▶ _Aim of the exercise_: Starting with the first line and ending with the last, transcribe the data exactly.

--

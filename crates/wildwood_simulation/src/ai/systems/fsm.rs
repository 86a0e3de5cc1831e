//! FSM AI systems (perception → dispatch → transitions, combat timing).
//!
//! Порядок внутри тика (на каждого NPC):
//! 1. Perception: distance до цели + field of view
//! 2. Presentation flag `moving` (state != Idle)
//! 3. Dispatch: Idle/Wandering → passive_update, Attacking → attacking_update

use bevy::prelude::*;
use rand::Rng;

use crate::ai::perception::Perception;
use crate::ai::systems::wander::random_in;
use crate::ai::{AIConfig, AIState, PursuitTarget, ScheduledWander};
use crate::combat::{ApplyDamage, Attacker, Dead};
use crate::components::{Health, Npc};
use crate::navigation::{NavAgent, NavMesh, NavigationService};
use crate::presentation::{AnimationState, AnimationTrigger, AnimationTriggered};
use crate::DeterministicRng;

/// Wandering считается завершённым когда остаток пути меньше этого (метры)
pub const ARRIVAL_THRESHOLD: f32 = 0.1;

/// Мутабельный view одного NPC на время тика
///
/// `set_state` — единственный способ сменить AIState.
pub struct NpcControls<'a> {
    pub entity: Entity,
    pub position: Vec3,
    pub config: &'a AIConfig,
    pub state: &'a mut AIState,
    pub nav: &'a mut NavAgent,
    pub animation: &'a mut AnimationState,
}

impl NpcControls<'_> {
    /// Сменить состояние + синхронизировать скорость, stop/resume и animation rate
    pub fn set_state(&mut self, new_state: AIState) {
        let previous = *self.state;
        *self.state = new_state;

        let speed = self.config.speed_for(new_state);
        self.nav.set_speed(speed);

        match new_state {
            AIState::Idle => self.nav.stop(),
            AIState::Wandering | AIState::Attacking => self.nav.resume(),
        }

        self.animation.speed_scale = self.config.animation_rate_for(speed);

        if previous != new_state {
            crate::log(&format!(
                "AI: {:?} {} → {} (speed {:.1})",
                self.entity,
                previous.as_str(),
                new_state.as_str(),
                speed
            ));
        }
    }
}

/// Idle/Wandering: прибытие → Idle + scheduled wander; цель в detect_distance → Attacking
///
/// Обе проверки выполняются в одном тике (arrival первым).
pub fn passive_update<R: Rng + ?Sized>(
    controls: &mut NpcControls<'_>,
    scheduled: &mut ScheduledWander,
    perception: &Perception,
    rng: &mut R,
    now: f32,
) {
    if *controls.state == AIState::Wandering
        && controls.nav.remaining_distance(controls.position) < ARRIVAL_THRESHOLD
    {
        controls.set_state(AIState::Idle);

        let delay = random_in(
            rng,
            controls.config.min_wander_wait_time,
            controls.config.max_wander_wait_time,
        );
        scheduled.schedule(now, delay);
    }

    if perception.distance < controls.config.detect_distance {
        controls.set_state(AIState::Attacking);
    }
}

/// Attacking: атака в радиусе+FOV, иначе преследование, иначе возврат к Wandering
///
/// Возвращает урон если атака состоялась на этом тике.
pub fn attacking_update(
    controls: &mut NpcControls<'_>,
    attacker: &mut Attacker,
    perception: &Perception,
    nav_mesh: &dyn NavigationService,
    now: f32,
) -> Option<i32> {
    let config = controls.config;

    if perception.distance < config.attack_distance && perception.in_field_of_view {
        // Стоим на месте во время атаки
        controls.nav.stop();

        let damage = attacker.try_attack(now)?;
        // NPC стоит — animation rate обратно на 1x
        controls.animation.speed_scale = 1.0;
        return Some(damage);
    }

    if perception.distance < config.detect_distance {
        if let Some(target_position) = perception.target_position {
            controls.nav.resume();
            if controls
                .nav
                .set_destination(nav_mesh, controls.position, target_position)
            {
                return None;
            }

            crate::log(&format!(
                "AI: {:?} no path to target at {:?}, giving up chase",
                controls.entity, target_position
            ));
        }
    }

    // Цель ушла или недостижима
    controls.nav.clear_destination(controls.position);
    controls.nav.stop();
    controls.set_state(AIState::Wandering);
    None
}

/// Система: аналог Start() — каждый новый NPC входит в Wandering через set_state
pub fn initialize_spawned_npcs(
    mut npcs: Query<
        (Entity, &Transform, &AIConfig, &mut AIState, &mut NavAgent, &mut AnimationState),
        Added<Npc>,
    >,
) {
    for (entity, transform, config, mut state, mut nav, mut animation) in npcs.iter_mut() {
        let mut controls = NpcControls {
            entity,
            position: transform.translation,
            config,
            state: &mut *state,
            nav: &mut *nav,
            animation: &mut *animation,
        };
        controls.set_state(AIState::Wandering);
    }
}

/// Система: NPC behavior tick (perception + state dispatch)
///
/// Мёртвые NPC (Dead marker) пропускаются — после смерти никаких обновлений.
/// Ошибка lookup одного NPC не влияет на остальных.
pub fn npc_behavior_tick(
    mut npcs: Query<
        (
            Entity,
            &Transform,
            &AIConfig,
            &mut AIState,
            &mut NavAgent,
            &mut AnimationState,
            &mut ScheduledWander,
            &mut Attacker,
            Option<&PursuitTarget>,
        ),
        (With<Npc>, Without<Dead>),
    >,
    targets: Query<(&Transform, Option<&Health>)>,
    nav_mesh: Res<NavMesh>,
    mut rng: ResMut<DeterministicRng>,
    time: Res<Time<Fixed>>,
    mut damage_requests: EventWriter<ApplyDamage>,
    mut triggers: EventWriter<AnimationTriggered>,
) {
    let now = time.elapsed_secs();

    for (
        entity,
        transform,
        config,
        mut state,
        mut nav,
        mut animation,
        mut scheduled,
        mut attacker,
        pursuit,
    ) in npcs.iter_mut()
    {
        let target = pursuit.map(|p| p.0);

        let perception = match target.and_then(|t| targets.get(t).ok()) {
            Some((target_transform, health)) if health.map_or(true, Health::is_alive) => {
                Perception::observe(transform, target_transform.translation, config.field_of_view)
            }
            // Цели нет или она мертва — ведём себя как будто она далеко
            _ => Perception::LOST,
        };

        // Локальные копии: change detection срабатывает только при реальных изменениях
        let mut current_state = *state;
        let mut current_animation = *animation;
        current_animation.moving = current_state != AIState::Idle;

        let mut controls = NpcControls {
            entity,
            position: transform.translation,
            config,
            state: &mut current_state,
            nav: &mut *nav,
            animation: &mut current_animation,
        };

        match *controls.state {
            AIState::Idle | AIState::Wandering => {
                passive_update(&mut controls, &mut *scheduled, &perception, &mut rng.rng, now);
            }
            AIState::Attacking => {
                let landed =
                    attacking_update(&mut controls, &mut *attacker, &perception, nav_mesh.service(), now);

                if let (Some(damage), Some(target)) = (landed, target) {
                    damage_requests.write(ApplyDamage {
                        source: Some(entity),
                        target,
                        amount: damage,
                    });
                    triggers.write(AnimationTriggered {
                        entity,
                        trigger: AnimationTrigger::Attack,
                    });
                    crate::log(&format!(
                        "⚔️ AI: {:?} attacks {:?} for {} damage (distance {:.2})",
                        entity, target, damage, perception.distance
                    ));
                }
            }
        }

        state.set_if_neq(current_state);
        animation.set_if_neq(current_animation);
    }
}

--

▶ _Answer space_:
filename crates/wildwood_simulation/src/ai/systems/fsm.rs
repository 86a0e3de5cc1831e
//! FSM AI systems (perception → dispatch → transitions, combat timing).
//!
//! Порядок внутри тика (на каждого NPC):
//! 1. Perception: distance до цели + field of view
//! 2. Presentation flag `moving` (state != Idle)
//! 3. Dispatch: Idle/Wandering → passive_update, Attacking → attacking_update

use bevy::prelude::*;
use rand::Rng;

use crate::ai::perception::Perception;
use crate::ai::systems::wander::random_in;
use crate::ai::{AIConfig, AIState, PursuitTarget, ScheduledWander};
use crate::combat::{ApplyDamage, Attacker, Dead};
use crate::components::{Health, Npc};
use crate::navigation::{NavAgent, NavMesh, NavigationService};
use crate::presentation::{AnimationState, AnimationTrigger, AnimationTriggered};
use crate::DeterministicRng;

/// Wandering считается завершённым когда остаток пути меньше этого (метры)
pub const ARRIVAL_THRESHOLD: f32 = 0.1;

/// Мутабельный view одного NPC на время тика
///
/// `set_state` — единственный способ сменить AIState.
pub struct NpcControls<'a> {
    pub entity: Entity,
    pub position: Vec3,
    pub config: &'a AIConfig,
    pub state: &'a mut AIState,
    pub nav: &'a mut NavAgent,
    pub animation: &'a mut AnimationState,
}

impl NpcControls<'_> {
    /// Сменить состояние + синхронизировать скорость, stop/resume и animation rate
    pub fn set_state(&mut self, new_state: AIState) {
        let previous = *self.state;
        *self.state = new_state;

        let speed = self.config.speed_for(new_state);
        self.nav.set_speed(speed);

        match new_state {
            AIState::Idle => self.nav.stop(),
            AIState::Wandering | AIState::Attacking => self.nav.resume(),
        }

        self.animation.speed_scale = self.config.animation_rate_for(speed);

        if previous != new_state {
            crate::log(&format!(
                "AI: {:?} {} → {} (speed {:.1})",
                self.entity,
                previous.as_str(),
                new_state.as_str(),
                speed
            ));
        }
    }
}

/// Idle/Wandering: прибытие → Idle + scheduled wander; цель в detect_distance → Attacking
///
/// Обе проверки выполняются в одном тике (arrival первым).
pub fn passive_update<R: Rng + ?Sized>(
    controls: &mut NpcControls<'_>,
    scheduled: &mut ScheduledWander,
    perception: &Perception,
    rng: &mut R,
    now: f32,
) {
    if *controls.state == AIState::Wandering
        && controls.nav.remaining_distance(controls.position) < ARRIVAL_THRESHOLD
    {
        controls.set_state(AIState::Idle);

        let delay = random_in(
            rng,
            controls.config.min_wander_wait_time,
            controls.config.max_wander_wait_time,
        );
        scheduled.schedule(now, delay);
    }

    if perception.distance < controls.config.detect_distance {
        controls.set_state(AIState::Attacking);
    }
}

/// Attacking: атака в радиусе+FOV, иначе преследование, иначе возврат к Wandering
///
/// Возвращает урон если атака состоялась на этом тике.
pub fn attacking_update(
    controls: &mut NpcControls<'_>,
    attacker: &mut Attacker,
    perception: &Perception,
    nav_mesh: &dyn NavigationService,
    now: f32,
) -> Option<i32> {
    let config = controls.config;

    if perception.distance < config.attack_distance && perception.in_field_of_view {
        // Стоим на месте во время атаки
        controls.nav.stop();

        let damage = attacker.try_attack(now)?;
        // NPC стоит — animation rate обратно на 1x
        controls.animation.speed_scale = 1.0;
        return Some(damage);
    }

    if perception.distance < config.detect_distance {
        if let Some(target_position) = perception.target_position {
            controls.nav.resume();
            if controls
                .nav
                .set_destination(nav_mesh, controls.position, target_position)
            {
                return None;
            }

            crate::log(&format!(
                "AI: {:?} no path to target at {:?}, giving up chase",
                controls.entity, target_position
            ));
        }
    }

    // Цель ушла или недостижима
    controls.nav.clear_destination(controls.position);
    controls.nav.stop();
    controls.set_state(AIState::Wandering);
    None
}

/// Система: аналог Start() — каждый новый NPC входит в Wandering через set_state
pub fn initialize_spawned_npcs(
    mut npcs: Query<
        (Entity, &Transform, &AIConfig, &mut AIState, &mut NavAgent, &mut AnimationState),
        Added<Npc>,
    >,
) {
    for (entity, transform, config, mut state, mut nav, mut animation) in npcs.iter_mut() {
        let mut controls = NpcControls {
            entity,
            position: transform.translation,
            config,
            state: &mut *state,
            nav: &mut *nav,
            animation: &mut *animation,
        };
        controls.set_state(AIState::Wandering);
    }
}

/// Система: NPC behavior tick (perception + state dispatch)
///
/// Мёртвые NPC (Dead marker) пропускаются — после смерти никаких обновлений.
/// Ошибка lookup одного NPC не влияет на остальных.
pub fn npc_behavior_tick(
    mut npcs: Query<
        (
            Entity,
            &Transform,
            &AIConfig,
            &mut AIState,
            &mut NavAgent,
            &mut AnimationState,
            &mut ScheduledWander,
            &mut Attacker,
            Option<&PursuitTarget>,
        ),
        (With<Npc>, Without<Dead>),
    >,
    targets: Query<(&Transform, Option<&Health>)>,
    nav_mesh: Res<NavMesh>,
    mut rng: ResMut<DeterministicRng>,
    time: Res<Time<Fixed>>,
    mut damage_requests: EventWriter<ApplyDamage>,
    mut triggers: EventWriter<AnimationTriggered>,
) {
    let now = time.elapsed_secs();

    for (
        entity,
        transform,
        config,
        mut state,
        mut nav,
        mut animation,
        mut scheduled,
        mut attacker,
        pursuit,
    ) in npcs.iter_mut()
    {
        let target = pursuit.map(|p| p.0);

        let perception = match target.and_then(|t| targets.get(t).ok()) {
            Some((target_transform, health)) if health.map_or(true, Health::is_alive) => {
                Perception::observe(transform, target_transform.translation, config.field_of_view)
            }
            // Цели нет или она мертва — ведём себя как будто она далеко
            _ => Perception::LOST,
        };

        // Локальные копии: change detection срабатывает только при реальных изменениях
        let mut current_state = *state;
        let mut current_animation = *animation;
        current_animation.moving = current_state != AIState::Idle;

        let mut controls = NpcControls {
            entity,
            position: transform.translation,
            config,
            state: &mut current_state,
            nav: &mut *nav,
            animation: &mut current_animation,
        };

        match *controls.state {
            AIState::Idle | AIState::Wandering => {
                passive_update(&mut controls, &mut *scheduled, &perception, &mut rng.rng, now);
            }
            AIState::Attacking => {
                let landed =
                    attacking_update(&mut controls, &mut *attacker, &perception, nav_mesh.service(), now);

                if let (Some(damage), Some(target)) = (landed, target) {
                    damage_requests.write(ApplyDamage {
                        source: Some(entity),
                        target,
                        amount: damage,
                    });
                    triggers.write(AnimationTriggered {
                        entity,
                        trigger: AnimationTrigger::Attack,
                    });
                    crate::log(&format!(
                        "⚔️ AI: {:?} attacks {:?} for {} damage (distance {:.2})",
                        entity, target, damage, perception.distance
                    ));
                }
            }
        }

        state.set_if_neq(current_state);
        animation.set_if_neq(current_animation);
    }
}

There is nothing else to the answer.